That points to a real risk that you choose to adopt a technology platform that turns about to be transient or you find that ‘a year later everyone has moved on’.

Nick then looked at some of the key features of the digital environment and suggested that only a small number of users were actually creating content (which gives me pause for thought given the enormous growth that sites like YouTube are experiencing with user-generated content), and that you are relying on sites that are in perpetual evolution, effectively constantly in beta-testing.


Technologies, issues and challenges
Turning to scholarship and using Boyer’s “Scholarship reconsidered” model we started to briefly look at what technologies, issues and challenges might present themselves for the four elements of Boyer’s model.

  • Discovery
  • Integration
  • Application
  • Teaching

Ideas that came up include the ever-increasing amount of data (data deluge), challenges in economics and funding, and issues around social networking.   Nick went on to give some examples of Open Data (e.g., Open Publishing (the Open access movement), Open engagement through blogs and twitter feeds from people such as Richard Dawkins, and Open education (Open Learn and OERs).

“the Open Scholar is someone who makes their intellectual projects and processes digitally visible and who invites and encourages ongoing criticism of their work and secondary uses of any or all parts of it–at any stage of its development.”  Academic Evolution

Digital Scholarship work
Martin Weller then took us through the work that is being carried out to investigate digital scholarship.  This comprises three elements:

  • promote digital scholarship
  • work on recognition 
  • research current practice

It was interesting to hear of the work to create a new digital scholarship hub DISCO that is being launched shortly, and good to get a brief preview of it.  Martin talked about his aim to formulate some kind of ‘magical metric to measure digital scholarship’ and it would be interesting to see how this sort of scoring system could be used – take the scorecard along to your appraisal with the results?   Aims included trying to decide what represented good public engagement and working on case studies that academics could use as part of their promotion case. 

Martin briefly covered some of the issues around digital scholarship including issues around rights, skills, plagiarism, time and quality/depth.  We then spent a little time looking at issues, benefits and what we’d like to change.  The sorts of things that our group talked about included: difficulties of getting people to engage; the lack of awareness of what the technology can do and concerns about quality in comparing peer-reviewed journals with blogs, for example.  For the library we thought there was a fit around the library increasingly focusing on electronic rather than print resources but there are challenges around managing and curating access to material in social networking environments that may be ephemeral.   The issue of persistent identifiers to this type of material is a real concern.

Finally, in an all too brief session, Martin flagged up the JISC Digital Scholarship ‘Advanced Technologies for Research’ event on 10 March 2010.

It was interesting that the presenters had slightly different perspectives on Digital Scholarship.   It would have been good to have a bit more time to talk through some of the discussions and have more feedback, but time was a bit limited.  It is fascinating to hear at first hand some of the work that is taking place to map out equivalencies between traditional academic practice and potentially new academic practices.  It would be good to get some of the counter-arguments as to why some people don’t think that blogs and suchlike are equivalent to traditional practice.

For libraries the issues are especially around discovery and providing access to the material.  A colleague made the point that librarians can’t evaluate the content in a blog as they don’t have the subject knowledge.  At present evaluation of resources is as much down to evaluating the quality of the publishing medium, e.g. it’s in Nature or a reputable resource so it should be appropriate.  With blogs librarians don’t have that context to use.

And the other big issue for libraries is persistence of links.  A whole technology industry has grown up around these problems e.g.

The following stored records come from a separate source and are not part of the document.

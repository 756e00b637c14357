use std::collections::BTreeMap;
use std::fmt::Write as _;
use std::path::Path;
use std::sync::Arc;

use anyhow::Context;
use tracing::info;

use convoy_core::{AgentStates, ConvoyConfig, DeploymentManifest, ExistingInstance};
use convoy_ipam::IpProvider;
use convoy_planner::{
    AgentState, AgentStateSource, DeploymentContext, DeploymentPlan, DeploymentPlanner,
    InMemoryRepository, InstancePlan,
};
use convoy_state::StateStore;

use super::OutputFormat;

/// Agent states recorded in the manifest. Instances without an entry
/// report nothing.
struct ManifestAgents {
    states: AgentStates,
}

impl AgentStateSource for ManifestAgents {
    async fn get_state(&self, instance: &ExistingInstance) -> anyhow::Result<AgentState> {
        Ok(self.states.get(&instance.uuid).cloned().unwrap_or_default())
    }
}

/// Plan one pass of the manifest and print it. Never writes state.
pub async fn plan(manifest_path: &Path, config: ConvoyConfig, format: OutputFormat) -> anyhow::Result<()> {
    let (_, plan) = build_plan(manifest_path, config).await?;
    match format {
        OutputFormat::Json => println!("{}", serde_json::to_string_pretty(&plan)?),
        OutputFormat::Text => print!("{}", format_plan(&plan)?),
    }
    Ok(())
}

/// Plan against an in-memory copy of the state store, when one is
/// configured, so planning leaves stored reservations untouched.
pub(crate) async fn build_plan(
    manifest_path: &Path,
    config: ConvoyConfig,
) -> anyhow::Result<(DeploymentManifest, DeploymentPlan)> {
    let manifest = DeploymentManifest::from_file(manifest_path)?;
    let mut ctx = DeploymentContext::from_manifest(&manifest);
    let attempts = config.planner.max_ip_allocation_attempts;

    let mut ipam = match &config.state.path {
        Some(path) => {
            let store = open_store(path)?;
            ctx.existing = merge_existing(ctx.existing, store.list_instances()?);
            IpProvider::from_snapshot(&manifest.networks, &store, attempts)?
        }
        None => IpProvider::in_memory(&manifest.networks, attempts)?,
    };

    let agents = Arc::new(ManifestAgents {
        states: manifest.agent_states.clone(),
    });
    let mut repo = InMemoryRepository::new();
    let plan = DeploymentPlanner::new(config)
        .reconcile(&ctx, agents, &mut repo, &mut ipam)
        .await?;
    info!(deployment = %plan.name, "plan complete");
    Ok((manifest, plan))
}

pub(crate) fn open_store(path: &Path) -> anyhow::Result<StateStore> {
    StateStore::open(path).with_context(|| format!("opening state store {}", path.display()))
}

/// Stored instances, with manifest entries taking precedence.
fn merge_existing(
    from_manifest: Vec<ExistingInstance>,
    stored: Vec<ExistingInstance>,
) -> Vec<ExistingInstance> {
    let mut merged: BTreeMap<String, ExistingInstance> =
        stored.into_iter().map(|i| (i.table_key(), i)).collect();
    for instance in from_manifest {
        merged.insert(instance.table_key(), instance);
    }
    merged.into_values().collect()
}

fn format_plan(plan: &DeploymentPlan) -> anyhow::Result<String> {
    let mut out = String::new();
    writeln!(out, "deployment {}", plan.name)?;
    for job in &plan.jobs {
        writeln!(
            out,
            "\njob {} ({} instances, {} to delete)",
            job.name,
            job.plans.len(),
            job.obsolete.len()
        )?;
        for instance in job.plans.iter().chain(&job.obsolete) {
            writeln!(out, "  {}", format_instance(instance)?)?;
        }
        for (n, batch) in job.batches.iter().enumerate() {
            writeln!(out, "  batch {n} {}: {}", batch.kind, batch.items.join(", "))?;
        }
    }
    if !plan.obsolete.is_empty() {
        writeln!(out, "\nobsolete instance groups")?;
        for instance in &plan.obsolete {
            writeln!(out, "  {}", format_instance(instance)?)?;
        }
    }
    Ok(out)
}

fn format_instance(plan: &InstancePlan) -> anyhow::Result<String> {
    let action = if plan.is_obsolete() {
        "delete"
    } else if plan.is_new() {
        "create"
    } else {
        "keep"
    };
    let mut line = format!(
        "{action:<6} {}/{} index={} az={}",
        plan.instance.job,
        plan.instance.uuid,
        plan.instance.index,
        plan.instance.az.as_deref().unwrap_or("-"),
    );
    if plan.is_bootstrap() {
        line.push_str(" bootstrap");
    }
    for network in &plan.network_plans {
        let r = &network.reservation;
        let ip = r.ip.map_or_else(|| "-".to_string(), |ip| ip.to_string());
        let mark = if network.obsolete { " (release)" } else { "" };
        write!(line, " {}={}{}", r.network, ip, mark)?;
    }
    Ok(line)
}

SFX, OpenURLs, DOIs etc etc and work is going to be needed to work out the implications of content migrating from a few hundred aggregrated collections of peer-reviewed academic journals to many thousands of individual resources in the cloud.  But maybe this is where technologies such as Mendeley come in?

The rise of the datastore
The last year or so has seen the growth of a new type of resource available on the web, the “datastore”.   Datastores are collections of data, generally, but not necessarily government data, although usually authoratitive.  Examples include DataSF from San Fransisco, Chicago City Data, the UK Government datastore, the London datastore and the Guardian newspaper’s datastore.

The defining aspect of datastores is that they provide ‘raw data’ collected together in one place, rather than being spread across many different government and other websites.   That raw data can cover a wide variety of subjects, from mortality statistics and Indices of Deprivation, through to ‘how many miles of high-speed railway’ and FTSE100 Directors’ pay.  Generally the data is presented in the form of tables, often in Excel or CSV format (or exportable in those formats).

Alongside the benefits of having the data collected together in one place, and in many cases having data that has never been made available publicly, datastores offer the potential to start to present and analyse the data through visualisations and data mashups – by combining data from more than one source and exposing connections.  There are a few examples on Tony Hirst’s blog and an example below using Many Eyes of a visualization of London population.

london population visualization

London population visualization










Challenges for libraries and librarians
Although in terms of discovery, datastores help by collecting together relevant data in one place, such as on , datastores do still present some specific challenges for libraries and librarians.   There are still some discovery challenges, but I would consider that the biggest challenges are around librarians getting to grips with exploiting the data within the datastores.

The challenges in this area are about finding the datastores and understanding what is contained within each datastore.  But these are skills that librarians are used to using to find and assess resources so shouldn’t present much of a challenge.  Techniques such as building Google Custom Search engines to search datastores can help with finding relevant data within these resources.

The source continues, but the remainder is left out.